Several days after the 1997 shooting, the late Jordanian King Hussein arrived in Israel for an unprecedented consolatory visit and together with Prime Minister Benjamin Netanyahu met with the bereaved families.
Jordanian king visits wounded in hospital (Photo: Yedioth Aharonoth archives)
"Your daughter is like my own. Your pain is mine," the monarch said to one of the families as he knelt in their living room.
He later visited one girl who was wounded in the attack in the Hadassah Hospital in Jerusalem. "I'm very sorry for what happened," the king told her, and gave her a gift – a hamsa.
Following the shooting, the soldier's testimony to his interrogators was released by Yedioth Ahronoth. "I don't know what happened to me," he said.
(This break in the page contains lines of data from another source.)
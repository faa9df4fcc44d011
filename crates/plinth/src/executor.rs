//! Transactional application of a plan.
//!
//! All operations of one [`MigrationExecutor::apply`] call run inside a single
//! transaction: either every operation takes effect or none does. Each
//! operation is guarded by a catalog check so that re-applying a plan is a
//! no-op.

use crate::{ConnectionExt, Error, MigrationOperation, Result, SchemaInspector, inspect};
use std::fmt;
use std::time::Duration;
use tokio_postgres::{Client, NoTls, Transaction};
use tracing::{error, info, warn};

/// Why an operation was not executed.
#[derive(Debug, Clone, Copy, PartialEq, Eq)]
pub enum SkipReason {
    /// The object the operation creates is already there.
    AlreadyExists,
    /// The object the operation drops is not there.
    NotPresent,
    /// An earlier operation failed and the transaction was rolled back.
    Aborted,
}

/// What happened to one operation.
#[derive(Debug, Clone, PartialEq, Eq)]
pub enum Outcome {
    Applied,
    Skipped(SkipReason),
    /// Executed, then undone when the transaction rolled back.
    RolledBack,
    Failed {
        reason: String,
    },
}

impl fmt::Display for Outcome {
    fn fmt(&self, f: &mut fmt::Formatter<'_>) -> fmt::Result {
        match self {
            Outcome::Applied => write!(f, "applied"),
            Outcome::Skipped(SkipReason::AlreadyExists) => write!(f, "skipped (already exists)"),
            Outcome::Skipped(SkipReason::NotPresent) => write!(f, "skipped (not present)"),
            Outcome::Skipped(SkipReason::Aborted) => write!(f, "skipped (aborted)"),
            Outcome::RolledBack => write!(f, "rolled back"),
            Outcome::Failed { reason } => write!(f, "failed: {}", reason),
        }
    }
}

#[derive(Debug, Clone, PartialEq)]
pub struct ExecutionResult {
    pub operation: MigrationOperation,
    pub outcome: Outcome,
}

/// Per-operation results of one run, in plan order.
#[derive(Debug, Clone, Default, PartialEq)]
pub struct ExecutionReport {
    pub results: Vec<ExecutionResult>,
    /// Whether the transaction was committed.
    pub committed: bool,
}

impl ExecutionReport {
    /// Number of operations that took effect.
    pub fn applied(&self) -> usize {
        self.count(|o| matches!(o, Outcome::Applied))
    }

    /// Number of operations skipped by their existence guard.
    pub fn skipped(&self) -> usize {
        self.count(|o| {
            matches!(
                o,
                Outcome::Skipped(SkipReason::AlreadyExists | SkipReason::NotPresent)
            )
        })
    }

    /// Whether the run changed nothing (every operation was skipped).
    pub fn is_noop(&self) -> bool {
        self.applied() == 0
    }

    fn count(&self, pred: impl Fn(&Outcome) -> bool) -> usize {
        self.results.iter().filter(|r| pred(&r.outcome)).count()
    }

    /// Rewrite the outcomes after a rollback: everything applied so far is
    /// undone, the operation at `failed` gets `reason`, and the rest never ran.
    fn abort(
        ops: &[MigrationOperation],
        mut outcomes: Vec<Outcome>,
        failed: usize,
        reason: String,
    ) -> Self {
        for outcome in &mut outcomes {
            if *outcome == Outcome::Applied {
                *outcome = Outcome::RolledBack;
            }
        }
        outcomes.truncate(failed);
        if failed < ops.len() {
            outcomes.push(Outcome::Failed { reason });
        }
        while outcomes.len() < ops.len() {
            outcomes.push(Outcome::Skipped(SkipReason::Aborted));
        }
        Self::zip(ops, outcomes, false)
    }

    fn zip(ops: &[MigrationOperation], outcomes: Vec<Outcome>, committed: bool) -> Self {
        let results = ops
            .iter()
            .cloned()
            .zip(outcomes)
            .map(|(operation, outcome)| ExecutionResult { operation, outcome })
            .collect();
        Self { results, committed }
    }
}

/// Applies operations on one connection, one transaction per call.
pub struct MigrationExecutor<'a> {
    client: &'a mut Client,
    timeout: Option<Duration>,
}

impl<'a> MigrationExecutor<'a> {
    pub fn new(client: &'a mut Client) -> Self {
        Self {
            client,
            timeout: None,
        }
    }

    /// Abort and roll back a run that takes longer than `timeout`.
    pub fn with_timeout(mut self, timeout: Duration) -> Self {
        self.timeout = Some(timeout);
        self
    }

    /// The underlying connection, for catalog queries outside a run.
    pub fn client(&self) -> &Client {
        self.client
    }

    /// Apply `ops` in order inside one transaction.
    ///
    /// Operations are awaited one at a time. On the first failure (or when the
    /// timeout elapses) the transaction is rolled back and the error carries
    /// the full report: earlier operations as rolled back, the failing one as
    /// failed, the rest as aborted.
    pub async fn apply(&mut self, ops: &[MigrationOperation]) -> Result<ExecutionReport> {
        let timeout = self.timeout;
        let cancel = self.client.cancel_token();
        let tx = self.client.transaction().await?;
        let mut outcomes = Vec::with_capacity(ops.len());

        let run = run_operations(&tx, ops, &mut outcomes);
        let aborted = match timeout {
            Some(after) => match tokio::time::timeout(after, run).await {
                Ok(result) => result.err().map(Abort::Failed),
                Err(_) => {
                    // The abandoned statement keeps running server-side and
                    // would hold up the rollback.
                    if let Err(err) = cancel.cancel_query(NoTls).await {
                        warn!(error = %err, "could not cancel the running statement");
                    }
                    Some(Abort::TimedOut(after))
                }
            },
            None => run.await.err().map(Abort::Failed),
        };

        let Some(abort) = aborted else {
            tx.commit().await?;
            let report = ExecutionReport::zip(ops, outcomes, true);
            info!(
                applied = report.applied(),
                skipped = report.skipped(),
                "transaction committed"
            );
            return Ok(report);
        };

        if let Err(err) = tx.rollback().await {
            warn!(error = %err, "rollback failed, the connection will discard the transaction");
        }

        // Outcomes hold one entry per finished operation; the next one is
        // where the run stopped.
        let index = outcomes.len();
        let operation = ops.get(index);
        let identity = operation.map(|op| op.to_string()).unwrap_or_default();

        match abort {
            Abort::TimedOut(after) => {
                let reason = format!("timed out after {:?}", after);
                let report = ExecutionReport::abort(ops, outcomes, index, reason);
                warn!(operation = %identity, "timed out, transaction rolled back");
                Err(Error::Timeout {
                    after,
                    operation: identity,
                    report: Box::new(report),
                })
            }
            Abort::Failed(Failure { statement, error }) => {
                let report = ExecutionReport::abort(ops, outcomes, index, error.to_string());
                error!(operation = %identity, %statement, error = %error, "transaction rolled back");
                Err(with_context(error, operation, statement, report))
            }
        }
    }
}

enum Abort {
    Failed(Failure),
    TimedOut(Duration),
}

/// An error raised mid-run, with the statement that raised it: the
/// operation's DDL or its catalog guard.
struct Failure {
    statement: String,
    error: Error,
}

/// Attach the failed operation, the statement and the report to a database
/// error.
fn with_context(
    error: Error,
    operation: Option<&MigrationOperation>,
    statement: String,
    report: ExecutionReport,
) -> Error {
    let identity = operation.map(|op| op.to_string()).unwrap_or_default();
    let table = operation.and_then(|op| op.table()).map(str::to_string);
    let report = Box::new(report);
    match error {
        Error::Postgres(source) => Error::OperationFailure {
            operation: identity,
            table,
            statement,
            source,
            report,
        },
        Error::Connection(source) => Error::ConnectionLost {
            operation: identity,
            table,
            statement,
            source,
            report,
        },
        other => other,
    }
}

/// Run each operation after its existence guard, recording one outcome per
/// finished operation.
async fn run_operations(
    tx: &Transaction<'_>,
    ops: &[MigrationOperation],
    outcomes: &mut Vec<Outcome>,
) -> std::result::Result<(), Failure> {
    for op in ops {
        let skip = guard(tx, op).await.map_err(|error| Failure {
            statement: guard_statement(op).unwrap_or_default().to_string(),
            error,
        })?;
        if let Some(reason) = skip {
            info!(operation = %op, ?reason, "skipped");
            outcomes.push(Outcome::Skipped(reason));
            continue;
        }

        let sql = op.to_sql();
        if let Err(err) = tx.traced().execute(&sql, &[]).await {
            return Err(Failure {
                statement: sql,
                error: err.into(),
            });
        }
        info!(operation = %op, "applied");
        outcomes.push(Outcome::Applied);
    }
    Ok(())
}

/// The catalog query [`guard`] runs for `op`, if any.
fn guard_statement(op: &MigrationOperation) -> Option<&'static str> {
    match op {
        MigrationOperation::CreateSchema { .. } | MigrationOperation::DropSchema { .. } => {
            Some(inspect::SCHEMA_EXISTS_SQL)
        }
        MigrationOperation::CreateTable { .. } => Some(inspect::TABLE_EXISTS_SQL),
        MigrationOperation::AddConstraint { .. } => Some(inspect::CONSTRAINT_EXISTS_SQL),
        MigrationOperation::GrantSchema { .. } => None,
    }
}

async fn guard(tx: &Transaction<'_>, op: &MigrationOperation) -> Result<Option<SkipReason>> {
    let inspector = SchemaInspector::new(tx, op.schema());
    let skip = match op {
        MigrationOperation::CreateSchema { .. } => inspector
            .schema_exists()
            .await?
            .then_some(SkipReason::AlreadyExists),
        MigrationOperation::DropSchema { .. } => (!inspector.schema_exists().await?)
            .then_some(SkipReason::NotPresent),
        MigrationOperation::CreateTable { table, .. } => inspector
            .table_exists(&table.name)
            .await?
            .then_some(SkipReason::AlreadyExists),
        MigrationOperation::AddConstraint {
            table, constraint, ..
        } => inspector
            .constraint_exists(table, &constraint.name(table))
            .await?
            .then_some(SkipReason::AlreadyExists),
        // Re-granting is harmless
        MigrationOperation::GrantSchema { .. } => None,
    };
    Ok(skip)
}

#[cfg(test)]
mod tests {
    use super::*;
    use crate::Grantee;

    fn ops() -> Vec<MigrationOperation> {
        vec![
            MigrationOperation::DropSchema {
                schema: "public".to_string(),
            },
            MigrationOperation::CreateSchema {
                schema: "public".to_string(),
            },
            MigrationOperation::GrantSchema {
                schema: "public".to_string(),
                grantee: Grantee::Public,
            },
            MigrationOperation::GrantSchema {
                schema: "public".to_string(),
                grantee: Grantee::parse("admin"),
            },
        ]
    }

    fn outcomes(report: &ExecutionReport) -> Vec<Outcome> {
        report.results.iter().map(|r| r.outcome.clone()).collect()
    }

    #[test]
    fn test_abort_marks_rolled_back_failed_and_aborted() {
        let ops = ops();
        let report = ExecutionReport::abort(
            &ops,
            vec![
                Outcome::Applied,
                Outcome::Skipped(SkipReason::AlreadyExists),
            ],
            2,
            "boom".to_string(),
        );

        assert!(!report.committed);
        assert_eq!(
            outcomes(&report),
            vec![
                Outcome::RolledBack,
                Outcome::Skipped(SkipReason::AlreadyExists),
                Outcome::Failed {
                    reason: "boom".to_string()
                },
                Outcome::Skipped(SkipReason::Aborted),
            ]
        );
        assert_eq!(report.applied(), 0);
        assert_eq!(report.results[3].operation, ops[3]);
    }

    #[test]
    fn test_abort_before_first_operation() {
        let ops = ops();
        let report = ExecutionReport::abort(&ops, vec![], 0, "connection lost".to_string());
        assert!(matches!(report.results[0].outcome, Outcome::Failed { .. }));
        assert!(
            report.results[1..]
                .iter()
                .all(|r| r.outcome == Outcome::Skipped(SkipReason::Aborted))
        );
    }

    #[test]
    fn test_counts() {
        let ops = ops();
        let report = ExecutionReport::zip(
            &ops,
            vec![
                Outcome::Skipped(SkipReason::NotPresent),
                Outcome::Applied,
                Outcome::Applied,
                Outcome::Applied,
            ],
            true,
        );
        assert_eq!(report.applied(), 3);
        assert_eq!(report.skipped(), 1);
        assert!(!report.is_noop());
        assert!(ExecutionReport::default().is_noop());
    }

    #[test]
    fn test_guard_failures_name_the_catalog_query() {
        let ops = ops();
        assert_eq!(guard_statement(&ops[0]), Some(inspect::SCHEMA_EXISTS_SQL));
        assert_eq!(guard_statement(&ops[1]), Some(inspect::SCHEMA_EXISTS_SQL));
        assert_eq!(guard_statement(&ops[2]), None);

        let create = MigrationOperation::CreateTable {
            schema: "public".to_string(),
            table: plinth_schema::TableSpec::new("vote"),
        };
        let statement = guard_statement(&create).unwrap();
        assert!(statement.contains("pg_catalog.pg_tables"));
        assert_ne!(statement, create.to_sql());
    }

    #[test]
    fn test_non_database_errors_pass_through() {
        let ops = ops();
        let report = ExecutionReport::abort(&ops, vec![], 0, "denied".to_string());
        let err = with_context(
            Error::Permission("denied".to_string()),
            ops.first(),
            ops[0].to_sql(),
            report,
        );
        assert!(matches!(err, Error::Permission(_)));
    }

    #[test]
    fn test_outcome_display() {
        assert_eq!(
            Outcome::Skipped(SkipReason::AlreadyExists).to_string(),
            "skipped (already exists)"
        );
        assert_eq!(
            Outcome::Failed {
                reason: "relation \"vote\" already exists".to_string()
            }
            .to_string(),
            "failed: relation \"vote\" already exists"
        );
    }
}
"I lost control and acted." The shooter, who claimed his actions were not prompted by anyone but himself, was sentenced to life in prison.
Hussein Mjali, Jordan's former justice minister, previously referred to the imprisoned soldier as a "hero," and added that "if a Jew killed Arabs they would have built a monument in his honor."
Chairman of the Almagor Terror Victims Association Meir Indor stressed that "The Israeli government and the Knesset must exhibit determination regarding his pardoning, and must do so before Memorial Day as a moral obligation.